** Exercise objective **
Report every line below that holds the word "expect".

** The data **
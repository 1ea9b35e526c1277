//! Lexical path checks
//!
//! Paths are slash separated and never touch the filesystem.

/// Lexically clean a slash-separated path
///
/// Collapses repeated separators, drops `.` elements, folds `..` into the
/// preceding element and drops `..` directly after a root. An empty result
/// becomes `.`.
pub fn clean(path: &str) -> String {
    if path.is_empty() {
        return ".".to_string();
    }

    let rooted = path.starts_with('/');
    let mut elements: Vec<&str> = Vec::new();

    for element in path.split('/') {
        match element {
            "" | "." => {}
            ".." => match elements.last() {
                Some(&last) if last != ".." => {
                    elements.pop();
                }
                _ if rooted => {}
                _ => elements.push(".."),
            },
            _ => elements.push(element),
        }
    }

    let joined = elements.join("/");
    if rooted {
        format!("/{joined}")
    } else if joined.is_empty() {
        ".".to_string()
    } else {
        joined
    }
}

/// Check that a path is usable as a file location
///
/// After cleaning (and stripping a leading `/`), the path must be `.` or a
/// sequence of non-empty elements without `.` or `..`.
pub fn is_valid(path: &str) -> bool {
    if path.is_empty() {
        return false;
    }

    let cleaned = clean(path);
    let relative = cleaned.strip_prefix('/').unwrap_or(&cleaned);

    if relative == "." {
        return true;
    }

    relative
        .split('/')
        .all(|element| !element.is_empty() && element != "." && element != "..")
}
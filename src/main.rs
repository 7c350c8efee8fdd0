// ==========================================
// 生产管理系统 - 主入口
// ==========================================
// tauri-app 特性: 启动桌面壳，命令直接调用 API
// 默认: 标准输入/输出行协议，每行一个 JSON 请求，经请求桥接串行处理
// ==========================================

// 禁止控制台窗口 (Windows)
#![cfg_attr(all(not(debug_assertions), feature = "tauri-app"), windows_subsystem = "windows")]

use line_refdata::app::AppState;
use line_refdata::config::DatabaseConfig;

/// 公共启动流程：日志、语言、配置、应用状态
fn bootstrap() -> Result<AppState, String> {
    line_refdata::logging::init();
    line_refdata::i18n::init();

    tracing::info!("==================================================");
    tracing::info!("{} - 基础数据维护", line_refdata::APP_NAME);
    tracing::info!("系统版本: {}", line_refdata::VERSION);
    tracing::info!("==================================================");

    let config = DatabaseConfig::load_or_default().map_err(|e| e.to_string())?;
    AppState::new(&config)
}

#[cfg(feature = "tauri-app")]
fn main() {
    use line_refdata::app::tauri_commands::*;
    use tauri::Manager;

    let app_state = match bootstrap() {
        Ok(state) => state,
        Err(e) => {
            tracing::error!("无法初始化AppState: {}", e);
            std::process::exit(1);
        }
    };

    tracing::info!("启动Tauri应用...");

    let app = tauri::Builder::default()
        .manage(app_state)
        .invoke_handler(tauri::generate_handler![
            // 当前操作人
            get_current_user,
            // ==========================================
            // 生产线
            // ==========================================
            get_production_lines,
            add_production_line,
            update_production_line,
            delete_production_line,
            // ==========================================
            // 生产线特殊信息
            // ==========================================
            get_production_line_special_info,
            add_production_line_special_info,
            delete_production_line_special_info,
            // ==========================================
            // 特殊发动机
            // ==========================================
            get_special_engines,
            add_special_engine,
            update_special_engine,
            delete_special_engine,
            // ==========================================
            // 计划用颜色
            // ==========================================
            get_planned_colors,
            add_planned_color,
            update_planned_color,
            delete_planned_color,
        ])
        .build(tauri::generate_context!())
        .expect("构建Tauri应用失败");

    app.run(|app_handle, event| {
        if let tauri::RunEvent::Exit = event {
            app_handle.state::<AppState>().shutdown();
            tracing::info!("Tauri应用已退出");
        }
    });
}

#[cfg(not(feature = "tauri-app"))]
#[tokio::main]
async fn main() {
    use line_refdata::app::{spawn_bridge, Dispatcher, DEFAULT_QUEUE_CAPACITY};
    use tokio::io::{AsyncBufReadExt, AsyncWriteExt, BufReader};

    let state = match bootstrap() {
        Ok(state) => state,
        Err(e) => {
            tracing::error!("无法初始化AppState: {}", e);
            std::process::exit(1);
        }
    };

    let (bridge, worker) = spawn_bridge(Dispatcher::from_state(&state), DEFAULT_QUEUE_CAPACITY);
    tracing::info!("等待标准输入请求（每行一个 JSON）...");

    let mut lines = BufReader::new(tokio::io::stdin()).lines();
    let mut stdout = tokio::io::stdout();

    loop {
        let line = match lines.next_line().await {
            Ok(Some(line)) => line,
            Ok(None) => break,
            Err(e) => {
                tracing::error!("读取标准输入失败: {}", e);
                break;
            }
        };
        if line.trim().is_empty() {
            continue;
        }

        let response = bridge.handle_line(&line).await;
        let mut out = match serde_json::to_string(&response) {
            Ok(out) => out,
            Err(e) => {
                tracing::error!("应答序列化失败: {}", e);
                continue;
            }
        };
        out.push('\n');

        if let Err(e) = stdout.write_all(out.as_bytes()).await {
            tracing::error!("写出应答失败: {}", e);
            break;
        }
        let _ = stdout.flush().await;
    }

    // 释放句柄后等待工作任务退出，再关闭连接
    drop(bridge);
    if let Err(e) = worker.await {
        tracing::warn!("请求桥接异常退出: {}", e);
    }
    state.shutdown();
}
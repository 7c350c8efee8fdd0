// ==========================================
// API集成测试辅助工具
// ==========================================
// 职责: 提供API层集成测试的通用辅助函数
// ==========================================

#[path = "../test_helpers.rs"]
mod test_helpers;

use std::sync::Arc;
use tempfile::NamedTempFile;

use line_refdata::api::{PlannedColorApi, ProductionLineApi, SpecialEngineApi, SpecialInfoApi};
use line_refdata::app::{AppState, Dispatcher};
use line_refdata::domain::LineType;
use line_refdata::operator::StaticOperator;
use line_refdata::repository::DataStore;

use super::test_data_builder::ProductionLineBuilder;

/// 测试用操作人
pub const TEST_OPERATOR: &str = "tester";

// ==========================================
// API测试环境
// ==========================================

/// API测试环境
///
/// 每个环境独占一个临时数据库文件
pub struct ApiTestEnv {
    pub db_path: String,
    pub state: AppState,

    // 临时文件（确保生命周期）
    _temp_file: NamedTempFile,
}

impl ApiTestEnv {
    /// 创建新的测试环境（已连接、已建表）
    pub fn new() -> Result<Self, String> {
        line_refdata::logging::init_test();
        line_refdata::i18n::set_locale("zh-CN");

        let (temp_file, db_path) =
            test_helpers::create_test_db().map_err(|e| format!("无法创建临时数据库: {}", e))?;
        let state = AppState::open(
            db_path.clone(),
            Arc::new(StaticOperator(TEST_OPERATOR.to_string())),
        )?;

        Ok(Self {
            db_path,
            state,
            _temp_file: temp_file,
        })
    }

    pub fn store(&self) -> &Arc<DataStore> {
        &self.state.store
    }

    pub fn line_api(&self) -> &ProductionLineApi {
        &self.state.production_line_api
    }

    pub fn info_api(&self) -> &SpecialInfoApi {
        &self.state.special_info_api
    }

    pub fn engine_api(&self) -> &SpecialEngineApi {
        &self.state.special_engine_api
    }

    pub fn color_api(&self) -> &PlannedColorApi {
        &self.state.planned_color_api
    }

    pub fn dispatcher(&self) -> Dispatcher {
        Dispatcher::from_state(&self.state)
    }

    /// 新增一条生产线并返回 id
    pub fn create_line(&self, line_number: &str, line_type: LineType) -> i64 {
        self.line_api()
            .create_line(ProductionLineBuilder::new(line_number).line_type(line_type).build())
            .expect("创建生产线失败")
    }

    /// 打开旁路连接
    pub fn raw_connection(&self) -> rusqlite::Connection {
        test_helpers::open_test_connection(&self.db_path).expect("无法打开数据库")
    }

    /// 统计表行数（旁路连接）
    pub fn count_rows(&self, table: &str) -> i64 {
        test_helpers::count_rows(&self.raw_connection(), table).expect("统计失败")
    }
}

** Solution for this exercise **
        .expect("构建Tauri应用失败");
            .expect("创建生产线失败")
        test_helpers::open_test_connection(&self.db_path).expect("无法打开数据库")
        test_helpers::count_rows(&self.raw_connection(), table).expect("统计失败")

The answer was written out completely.